En vérité : La polémique des 10%

Moïse DOSSOUMOU 19 mai 2020

C’est la porte ouverte à toutes les interprétations. Le fameux critère des 10% récemment introduit dans le code électoral déchaîne les passions. Aux temps forts du vote de cette loi, des voix, et pas des moindres, s’étaient élevées pour attirer l’attention du législateur sur la délicatesse de cette réforme. Mais rien n’y fit. Déclarée conforme à la Constitution, la loi n°2019-43 du 15 novembre 2019 portant code électoral en République du Bénin a été promulguée. Ces dispositions sont testées pour la première fois à l’occasion des municipales et communales du dimanche dernier, 17 mai 2020. Si en amont, certains partis politiques désireux de prendre part à ce scrutin ont été écartés parce que n’ayant pas réussi à réunir certaines conditions légales, en aval, d’autres ayant régulièrement participé à ces élections courent le grand risque d’être évincés au moment de la répartition des sièges. Ce scénario qui se profile à l’horizon est l’objet de mille et un commentaires.

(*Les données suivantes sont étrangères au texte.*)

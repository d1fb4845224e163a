//! Declarative callable signatures.
//!
//! A [`Signature`] is the statically known parameter list of an endpoint plus
//! its doc comment. It can be built in code or decoded from an endpoint
//! manifest:
//!
//! ```yaml
//! list.dir:
//!   name: dir
//!   qualname: List.dir
//!   doc: |
//!     List a directory.
//!     :param str path: directory to list
//!   params:
//!     - name: path
//!       default: "."
//!     - name: all
//!       default: false
//! ```
//!
//! In manifests a `null` default reads as "no default"; use
//! [`Param::optional`] with `Value::Null` for a real null default.

use serde::{Deserialize, Serialize};
use serde_json::Value;
use std::collections::BTreeMap;

use crate::error::Result;

/// Parameter names bound implicitly to the receiver; never exposed.
pub const RECEIVER_NAMES: &[&str] = &["self", "cls"];

#[derive(Debug, Clone, Copy, PartialEq, Eq, Serialize, Deserialize)]
#[serde(rename_all = "snake_case")]
pub enum Variadic {
    /// Collects any number of extra positional values (`*args`).
    Positional,
    /// Collects any number of extra `key=value` pairs (`**kwargs`).
    Keyword,
}

#[derive(Debug, Clone, PartialEq, Serialize, Deserialize)]
pub struct Param {
    pub name: String,
    #[serde(default, skip_serializing_if = "Option::is_none")]
    pub default: Option<Value>,
    #[serde(default, skip_serializing_if = "Option::is_none")]
    pub variadic: Option<Variadic>,
}

impl Param {
    pub fn required(name: impl Into<String>) -> Self {
        Self {
            name: name.into(),
            default: None,
            variadic: None,
        }
    }

    pub fn optional(name: impl Into<String>, default: impl Into<Value>) -> Self {
        Self {
            name: name.into(),
            default: Some(default.into()),
            variadic: None,
        }
    }

    pub fn var_positional(name: impl Into<String>) -> Self {
        Self {
            name: name.into(),
            default: None,
            variadic: Some(Variadic::Positional),
        }
    }

    pub fn var_keyword(name: impl Into<String>) -> Self {
        Self {
            name: name.into(),
            default: None,
            variadic: Some(Variadic::Keyword),
        }
    }

    pub fn is_receiver(&self) -> bool {
        RECEIVER_NAMES.contains(&self.name.as_str())
    }

    pub fn is_variadic(&self) -> bool {
        self.variadic.is_some()
    }
}

/// Parameter list and documentation of one callable.
#[derive(Debug, Clone, Default, PartialEq, Serialize, Deserialize)]
pub struct Signature {
    pub name: String,
    /// Dotted owner chain (`Foo._Bar.baz`) used for automatic paths.
    #[serde(default, skip_serializing_if = "Option::is_none")]
    pub qualname: Option<String>,
    #[serde(default, skip_serializing_if = "Option::is_none")]
    pub doc: Option<String>,
    #[serde(default)]
    pub params: Vec<Param>,
}

impl Signature {
    pub fn new(name: impl Into<String>) -> Self {
        Self {
            name: name.into(),
            ..Default::default()
        }
    }

    pub fn qualname(mut self, qualname: impl Into<String>) -> Self {
        self.qualname = Some(qualname.into());
        self
    }

    pub fn doc(mut self, doc: impl Into<String>) -> Self {
        self.doc = Some(doc.into());
        self
    }

    pub fn param(mut self, param: Param) -> Self {
        self.params.push(param);
        self
    }

    /// Parameters that can be filled by position or name, in declared order.
    pub fn bindable(&self) -> impl Iterator<Item = &Param> {
        self.params
            .iter()
            .filter(|p| !p.is_receiver() && !p.is_variadic())
    }

    /// The `**kwargs`-style parameter, if declared.
    pub fn var_keyword(&self) -> Option<&Param> {
        self.params
            .iter()
            .find(|p| p.variadic == Some(Variadic::Keyword))
    }
}

/// Endpoint path -> signature, in path order.
pub type Manifest = BTreeMap<String, Signature>;

pub fn load_manifest_yaml(raw: &str) -> Result<Manifest> {
    Ok(serde_yaml::from_str(raw)?)
}

pub fn load_manifest_json(raw: &str) -> Result<Manifest> {
    Ok(serde_json::from_str(raw)?)
}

L’alinéa 1er de l’article 184 est sans équivoque. « Seules les listes ayant recueilli au moins 10% des suffrages valablement exprimés au plan national sont éligibles à l’attribution des sièges ». Sans ambiguïté, le législateur a conditionné l’octroi des postes en compétition uniquement aux partis ayant obtenu un minimum de 10% des voix valables au plan national. Certes, pour des élections communales, la circonscription électorale se limite à l’arrondissement. Mais la spécificité béninoise adossée à la réforme du système partisan veut qu’avant de prétendre à occuper des sièges au sein des organes délibérants au niveau communal, les partis doivent avoir réussi au préalable à engranger autant de voix supérieures ou égales à 10% à l’échelle de tout le pays. Sachant bien qu’ils se livrent à un jeu dangereux, des creusets politiques, qui n’ont pas nécessairement participé à l’étude et au vote de la loi, se sont jetés à l’eau, pendant que d’autres se sont rétractés.
Dans son alinéa 1er, l’article 187 du même code électoral se fait un peu plus précis. « Les sièges sont attribués aux candidats d’après l’ordre de présentation sur chaque liste. Il est attribué à la liste qui a obtenu la majorité absolue ou à défaut 40% au moins des suffrages exprimés, un nombre de sièges égal à la majorité absolue des sièges à pourvoir ». A ce niveau, le débat ne se pose pas tant que ça. Ce qui retient l’attention, c’est le critère éliminatoire des 10% arrimé à des élections de proximité. Juge du contentieux des élections municipales et communales, la Chambre administrative de la Cour suprême s’est fort heureusement prononcée sur le sujet trois mois avant les consultations électorales du dimanche dernier. L’arrêt n°2020-01/CA/ECM du 18 février 2020 de ladite Cour fournit de la matière au personnel politique, aux juristes et à l’opinion.
Pour le juge administratif siégeant en qualité de juge électoral, « …il résulte… de la loi électorale que dans le processus d’attribution des sièges , la Cena se doit de tenir compte non seulement des suffrages obtenus par les partis politiques ou listes de candidatures admis à l’obtention des sièges mais également des suffrages obtenus par ceux qui en sont exclus du fait qu’ils n’ont pas recueilli au moins 10% des suffrages valablement exprimés au plan national ». La compétence d’annuler ou d’écarter des suffrages exprimés est ainsi retirée à la Cena. Puisque le juge électoral est d’avis que des partis peuvent être exclus de la répartition des sièges, bien qu’ayant obtenu des suffrages valablement exprimés, cela va sans dire que ces suffrages qui ne sauraient être invalidés profiteraient à d’autres partis jugés aptes à la répartition des sièges. En attendant que la Commission électorale nationale autonome (Cena) à qui le législateur a refilé la patate chaude se prononce, les réactions des citoyens vont à bon droit dans tous les sens.